Moreover, the bailouts protect the country from the pressure attributed with cutting the overall government spending. Drastic reduction of public expenditure forms one avenue through which the government can be able to raise some money to repay their loans. In some cases, drastic cuts in the government spending do raise some unrest and protest from the citizens. Such protest has been experienced in Greece. Through the financial aids, the country can be able to institute good curricula to gradually cut-off government spending.
Current Eurozone Crisis/Bailouts Linkage to a Possible Break up of Eurozone
The current Eurozone crisis/ballots can directly cause a partial or a complete breakup of the Eurozone. The crisis is still on a slope rice with Italy on a brink of a bailout. Italy is in a state of a spike in bond yields coupled with a collapse in investors’ confidence. Considering that Italy has a relatively high economy, it would need a bailout of a larger scale. If the Eurozone crisis persists to peak, there is likelihood that in the near future there will be a smaller Eurozone.
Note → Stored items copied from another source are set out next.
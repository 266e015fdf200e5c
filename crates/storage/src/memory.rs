//! In-memory backend.

use crate::store::{LoadResult, PersistenceError, StateStore};
use chroma_types::CycleState;
use parking_lot::Mutex;
use std::sync::atomic::{AtomicBool, Ordering};

/// Keeps the encoded record in process memory.
///
/// The record goes through the same JSON encoding as [`JsonFileStore`], so a
/// test can seed arbitrary bytes with [`MemoryStore::with_contents`] to
/// exercise the corrupt-record path, and flip
/// [`MemoryStore::set_fail_writes`] to exercise write failures.
///
/// [`JsonFileStore`]: crate::JsonFileStore
#[derive(Debug, Default)]
pub struct MemoryStore {
    contents: Mutex<Option<String>>,
    fail_writes: AtomicBool,
}

impl MemoryStore {
    /// An empty store. The first load reports [`LoadResult::Absent`].
    pub fn new() -> Self {
        Self::default()
    }

    /// A store whose record is the given raw bytes.
    pub fn with_contents(raw: impl Into<String>) -> Self {
        Self {
            contents: Mutex::new(Some(raw.into())),
            fail_writes: AtomicBool::new(false),
        }
    }

    /// Make every subsequent save and clear fail.
    pub fn set_fail_writes(&self, fail: bool) {
        self.fail_writes.store(fail, Ordering::SeqCst);
    }

    /// The raw record, if any.
    pub fn contents(&self) -> Option<String> {
        self.contents.lock().clone()
    }

    fn check_writable(&self) -> Result<(), PersistenceError> {
        if self.fail_writes.load(Ordering::SeqCst) {
            return Err(PersistenceError::Unavailable(
                "memory store is read-only".to_string(),
            ));
        }
        Ok(())
    }
}

impl StateStore for MemoryStore {
    fn load(&self) -> LoadResult {
        match self.contents.lock().as_deref() {
            Some(raw) => LoadResult::from_json(raw),
            None => LoadResult::Absent,
        }
    }

    fn save(&self, state: &CycleState) -> Result<(), PersistenceError> {
        self.check_writable()?;
        let encoded = serde_json::to_string_pretty(state)?;
        *self.contents.lock() = Some(encoded);
        Ok(())
    }

    fn clear(&self) -> Result<(), PersistenceError> {
        self.check_writable()?;
        *self.contents.lock() = None;
        Ok(())
    }
}

#[cfg(test)]
mod tests {
    use super::*;
    use chroma_types::CATALOG;

    fn complete_state() -> CycleState {
        CycleState {
            shuffled_colors: CATALOG.to_vec(),
            color_index: 12,
        }
    }

    #[test]
    fn test_new_store_is_absent() {
        assert_eq!(MemoryStore::new().load(), LoadResult::Absent);
    }

    #[test]
    fn test_save_then_load() {
        let store = MemoryStore::new();
        store.save(&complete_state()).unwrap();
        assert_eq!(store.load(), LoadResult::Loaded(complete_state()));
        assert!(store.contents().unwrap().contains("\"colorIndex\": 12"));
    }

    #[test]
    fn test_seeded_garbage_is_corrupt() {
        let store = MemoryStore::with_contents("[1, 2, 3]");
        assert!(matches!(store.load(), LoadResult::Corrupt { .. }));
    }

    #[test]
    fn test_fail_writes() {
        let store = MemoryStore::new();
        store.set_fail_writes(true);

        let err = store.save(&complete_state()).unwrap_err();
        assert!(matches!(err, PersistenceError::Unavailable(_)));
        assert!(store.clear().is_err());
        assert_eq!(store.load(), LoadResult::Absent);

        store.set_fail_writes(false);
        store.save(&complete_state()).unwrap();
    }

    #[test]
    fn test_clear() {
        let store = MemoryStore::new();
        store.save(&complete_state()).unwrap();
        store.clear().unwrap();
        assert_eq!(store.contents(), None);
    }
}
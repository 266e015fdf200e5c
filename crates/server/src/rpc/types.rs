//! Request and response bodies.
//!
//! Field names are camelCase on the wire to stay compatible with the
//! existing browser client.

use chroma_types::{Color, ColorSelection, CycleView};
use serde::{Deserialize, Serialize};

/// Body of `GET /api/state`.
#[derive(Debug, Clone, PartialEq, Eq, Serialize, Deserialize)]
#[serde(rename_all = "camelCase")]
pub struct CycleStateResponse {
    /// `null` once every color of the cycle has been handed out.
    pub current_color: Option<Color>,
    pub color_index: usize,
    pub total_colors: usize,
    pub is_cycle_complete: bool,
}

impl From<CycleView> for CycleStateResponse {
    fn from(view: CycleView) -> Self {
        Self {
            current_color: view.current_color,
            color_index: view.color_index,
            total_colors: view.total_colors,
            is_cycle_complete: view.is_cycle_complete,
        }
    }
}

/// Body of `POST /api/next-color`.
#[derive(Debug, Clone, PartialEq, Eq, Serialize, Deserialize)]
#[serde(rename_all = "camelCase")]
pub struct NextColorResponse {
    pub selected_color: Color,
    pub new_index: usize,
    pub total_colors: usize,
    pub is_cycle_complete: bool,
}

impl From<ColorSelection> for NextColorResponse {
    fn from(selection: ColorSelection) -> Self {
        Self {
            selected_color: selection.selected_color,
            new_index: selection.new_index,
            total_colors: selection.total_colors,
            is_cycle_complete: selection.is_cycle_complete,
        }
    }
}

/// Body returned with any 5xx status.
#[derive(Debug, Clone, Serialize, Deserialize)]
pub struct ErrorResponse {
    pub error: String,
}

/// Body of `GET /health`.
#[derive(Debug, Clone, Serialize, Deserialize)]
pub struct HealthResponse {
    pub status: String,
    pub version: String,
    pub uptime_secs: u64,
}

#[cfg(test)]
mod tests {
    use super::*;

    #[test]
    fn test_state_response_wire_format() {
        let body = CycleStateResponse {
            current_color: Some(Color::Green),
            color_index: 4,
            total_colors: 12,
            is_cycle_complete: false,
        };
        let json = serde_json::to_value(&body).unwrap();
        assert_eq!(
            json,
            serde_json::json!({
                "currentColor": "green",
                "colorIndex": 4,
                "totalColors": 12,
                "isCycleComplete": false,
            })
        );
    }

    #[test]
    fn test_complete_cycle_serializes_null_color() {
        let body = CycleStateResponse {
            current_color: None,
            color_index: 12,
            total_colors: 12,
            is_cycle_complete: true,
        };
        let json = serde_json::to_value(&body).unwrap();
        assert!(json["currentColor"].is_null());
    }

    #[test]
    fn test_next_color_wire_format() {
        let body = NextColorResponse {
            selected_color: Color::Red,
            new_index: 1,
            total_colors: 12,
            is_cycle_complete: false,
        };
        let json = serde_json::to_value(&body).unwrap();
        assert_eq!(
            json,
            serde_json::json!({
                "selectedColor": "red",
                "newIndex": 1,
                "totalColors": 12,
                "isCycleComplete": false,
            })
        );
    }
}
//! Service configuration.
//!
//! Loaded from an optional TOML file; every section and key has a default,
//! so an empty file (or no file) yields a working local setup:
//!
//! ```toml
//! [server]
//! listen_addr = "0.0.0.0:3000"
//!
//! [storage]
//! state_file = "./db.json"
//! ephemeral = false
//!
//! [shuffle]
//! seed = 42
//!
//! [metrics]
//! enabled = true
//!
//! [telemetry]
//! log_file = "./chroma.log"
//! ```

use anyhow::{Context, Result};
use serde::Deserialize;
use std::fs;
use std::net::SocketAddr;
use std::path::{Path, PathBuf};

/// Top-level service configuration.
#[derive(Debug, Clone, Default, Deserialize)]
pub struct ServiceConfig {
    /// HTTP listener configuration
    #[serde(default)]
    pub server: ServerConfig,

    /// State record location
    #[serde(default)]
    pub storage: StorageConfig,

    /// Shuffle source configuration
    #[serde(default)]
    pub shuffle: ShuffleConfig,

    /// Metrics configuration
    #[serde(default)]
    pub metrics: MetricsConfig,

    /// Logging configuration
    #[serde(default)]
    pub telemetry: TelemetryConfig,
}

/// HTTP listener configuration.
#[derive(Debug, Clone, Deserialize)]
pub struct ServerConfig {
    /// Socket address to bind
    #[serde(default = "default_listen_addr")]
    pub listen_addr: String,
}

impl Default for ServerConfig {
    fn default() -> Self {
        Self {
            listen_addr: default_listen_addr(),
        }
    }
}

fn default_listen_addr() -> String {
    "0.0.0.0:3000".to_string()
}

/// State record configuration.
#[derive(Debug, Clone, Deserialize)]
pub struct StorageConfig {
    /// Path of the JSON state file
    #[serde(default = "default_state_file")]
    pub state_file: PathBuf,

    /// Keep state in memory only (lost on restart)
    #[serde(default)]
    pub ephemeral: bool,
}

impl Default for StorageConfig {
    fn default() -> Self {
        Self {
            state_file: default_state_file(),
            ephemeral: false,
        }
    }
}

fn default_state_file() -> PathBuf {
    PathBuf::from("./db.json")
}

/// Shuffle source configuration.
#[derive(Debug, Clone, Default, Deserialize)]
pub struct ShuffleConfig {
    /// Fixed RNG seed for reproducible permutations (OS entropy when unset)
    #[serde(default)]
    pub seed: Option<u64>,
}

/// Metrics configuration.
#[derive(Debug, Clone, Deserialize)]
pub struct MetricsConfig {
    /// Serve Prometheus metrics on `GET /metrics`
    #[serde(default = "default_metrics_enabled")]
    pub enabled: bool,
}

impl Default for MetricsConfig {
    fn default() -> Self {
        Self {
            enabled: default_metrics_enabled(),
        }
    }
}

fn default_metrics_enabled() -> bool {
    true
}

/// Logging configuration.
#[derive(Debug, Clone, Default, Deserialize)]
pub struct TelemetryConfig {
    /// Optional log file path. If provided, logs are written to this file.
    #[serde(default)]
    pub log_file: Option<PathBuf>,
}

impl ServiceConfig {
    /// Load configuration from a TOML file.
    pub fn load(path: &Path) -> Result<Self> {
        let contents = fs::read_to_string(path)
            .with_context(|| format!("Failed to read config file: {}", path.display()))?;

        toml::from_str(&contents)
            .with_context(|| format!("Failed to parse config file: {}", path.display()))
    }

    /// Parse the configured listen address.
    pub fn listen_addr(&self) -> Result<SocketAddr> {
        self.server
            .listen_addr
            .parse()
            .with_context(|| format!("Invalid listen address: {}", self.server.listen_addr))
    }
}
The two leading country (Germany and France) with arguably stable economies will soon be fed-up with frustrations from their weaker neighbors and therefore opt to leave the Eurozone. Alternatively, the weaker members such as Greece, Italy, Spain, and Portugal may be ejected from the Eurozone. The two scenarios mentioned above would lead to a reduction in the Eurozone member numbers. Moreover, should Germany and France opt to leave the Zone there is a likelihood that the Eurozone will implode forcing the members to revert to their local currencies.